Joe Light (1934 – 2005)
“I think I have the answers to a lot of things from my experience. I work at trying now to just better my life. . . Everything is to the light.” – Joe Light
The redemptive messages of Light’s art were shaped by a delinquent adolescence, two prison terms, and a religious conversion in which he found spiritual guidance in traditional Jewish teachings. Light drew inspiration for his art from the Old Testament, and saw himself as a modern-day Moses exhorting viewers to adhere to moral standards of conduct in order to achieve spiritual salvation. Around 1975 he began painting both sacred and profane images to critique hypocrisy and injustice, but also to cultivate understanding and truth, exhibiting them publicly on and around his house in Memphis, Tennessee.
Light’s oil painting Dawn (1988) appears at first glance to be an indecipherable jumble of the calligraphic forms that the artist termed “Abraham’s writing,” after the biblical patriarch. Closer examination reveals the inverted and reversed phrase God of Israel, a personal declaration of devotion and a public proclamation of the path to spiritual salvation. The painting illustrates the Exodus story of the Israelites who flee slavery in Egypt for freedom in Canaan. Pursued by the Egyptian pharaoh and his army, Moses parts the Red Sea with his staff, enabling his people to cross on the dry land (symbolized by the flowers), while walls of blue water tower over him on either side.
Joe Minter (b. 1943)
“The way you make an African a slave, you make him invisible. I’m making the African visible.” – Joe Minter
Minter’s service in the U.S. Army combined with later jobs in metalworking, auto mechanics, and construction, proved ideal for his work as an artist, which he commenced in 1979. Minter’s yard in Birmingham, Alabama, which he calls the “African Village in America,” seeks to restore communal culture and pride, and is the most famous “yard show” in the American South. This outdoor museum tells the rich history of Africans and African Americans, with representations of African warriors, slave ships, segregated buses, Martin Luther King’s Birmingham jail cell, and grave markers for the four young girls killed in the 1963 bombing of the 16th Street Baptist Church in Birmingham (then known as “Bombingham”).

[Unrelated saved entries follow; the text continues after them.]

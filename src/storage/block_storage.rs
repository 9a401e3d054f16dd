use anyhow::{ensure, Result};

use crate::disk_format::block::BLOCK_SIZE;
use crate::fs::{OwnershipMetadata, TimeMetadata};
use crate::sfs::BlockNumber;

/// A fixed-size array of blocks that SFS volumes live on.
pub trait BlockStorage {
    /// The number of blocks the storage holds.
    fn num_blocks(&self) -> usize;

    /// Reads `count` consecutive blocks starting at `start`.
    fn read_blocks(&self, start: BlockNumber, count: usize) -> Result<Vec<u8>>;

    /// Writes `count` consecutive blocks starting at `start`. `data` must be exactly `count`
    /// blocks long.
    fn write_blocks(&mut self, start: BlockNumber, count: usize, data: &[u8]) -> Result<()>;

    fn time_metadata(&self) -> Result<TimeMetadata> {
        Ok(TimeMetadata::default())
    }

    fn ownership_metadata(&self) -> Result<OwnershipMetadata> {
        Ok(OwnershipMetadata::default())
    }
}

/// Checks that a transfer of `count` blocks at `start` stays within `num_blocks` blocks.
pub(crate) fn check_span(num_blocks: usize, start: BlockNumber, count: usize) -> Result<()> {
    ensure!(
        start
            .checked_add(count)
            .is_some_and(|end| end <= num_blocks),
        "blocks {start}..{} out of bounds (storage has {num_blocks} blocks)",
        start.saturating_add(count)
    );

    Ok(())
}

/// Checks that a write buffer holds exactly `count` blocks.
pub(crate) fn check_buffer(count: usize, data: &[u8]) -> Result<()> {
    ensure!(
        data.len() == count * BLOCK_SIZE,
        "buffer of {} bytes does not hold exactly {count} blocks",
        data.len()
    );

    Ok(())
}
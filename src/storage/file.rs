use std::fs::File;
use std::os::unix::prelude::FileExt;
use std::path::Path;

use anyhow::{ensure, Context, Result};

use crate::disk_format::{block::BLOCK_SIZE, layout::NUM_BLOCKS};
use crate::fs::{OwnershipMetadata, TimeMetadata};
use crate::sfs::BlockNumber;

use super::block_storage::{check_buffer, check_span, BlockStorage};

/// Storage backed by a disk image on the host file system.
pub struct FileBackedStorage {
    file: File,
    num_blocks: usize,
}

impl FileBackedStorage {
    /// Wraps an already opened disk image. The image must hold at least one block.
    pub fn new(file: File) -> Result<Self> {
        let len = file.metadata().context("reading disk image metadata")?.len() as usize;
        let num_blocks = len / BLOCK_SIZE;
        ensure!(num_blocks > 0, "disk image is smaller than a block");

        Ok(FileBackedStorage { file, num_blocks })
    }

    /// Creates (or truncates) a zeroed disk image large enough for an SFS volume.
    pub fn create(path: &Path) -> Result<Self> {
        let file = File::options()
            .read(true)
            .write(true)
            .create(true)
            .truncate(true)
            .open(path)
            .with_context(|| format!("unable to create disk image {}", path.display()))?;

        file.set_len((NUM_BLOCKS * BLOCK_SIZE) as u64)
            .context("sizing disk image")?;

        Self::new(file)
    }

    /// Opens an existing disk image in read-write mode.
    pub fn open(path: &Path) -> Result<Self> {
        let file = File::options()
            .read(true)
            .write(true)
            .open(path)
            .with_context(|| format!("unable to open disk image {} in read-write mode", path.display()))?;

        Self::new(file)
    }
}

impl BlockStorage for FileBackedStorage {
    fn num_blocks(&self) -> usize {
        self.num_blocks
    }

    fn read_blocks(&self, start: BlockNumber, count: usize) -> Result<Vec<u8>> {
        check_span(self.num_blocks, start, count)?;

        let mut buf = vec![0; count * BLOCK_SIZE];
        let position = start * BLOCK_SIZE;

        self.file
            .read_exact_at(&mut buf, position as u64)
            .with_context(|| format!("reading blocks {start}..{}", start + count))?;

        Ok(buf)
    }

    fn write_blocks(&mut self, start: BlockNumber, count: usize, data: &[u8]) -> Result<()> {
        check_span(self.num_blocks, start, count)?;
        check_buffer(count, data)?;

        let position = start * BLOCK_SIZE;

        self.file
            .write_all_at(data, position as u64)
            .with_context(|| format!("writing blocks {start}..{}", start + count))?;

        Ok(())
    }

    fn time_metadata(&self) -> Result<TimeMetadata> {
        let metadata = self.file.metadata().context("reading disk image metadata")?;
        Ok((&metadata).into())
    }

    fn ownership_metadata(&self) -> Result<OwnershipMetadata> {
        let metadata = self.file.metadata().context("reading disk image metadata")?;
        Ok((&metadata).into())
    }
}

Minter’s welded metal sculpture Camel at the Water Hole (1995) is one of his “message pieces,” which are related to his “African Village in America,” but also serve as autonomous statements about African American history. Created from pick axes and shovels, this abstracted construction critiques the exploitative history of slavery and Jim Crow racism, which treated African American workers as “beasts of burden” akin to camels. As Minter notes, “My African ancestors built America on the sweat of their backs, in their blood, in their life — free slave labor — and the only pay is death.”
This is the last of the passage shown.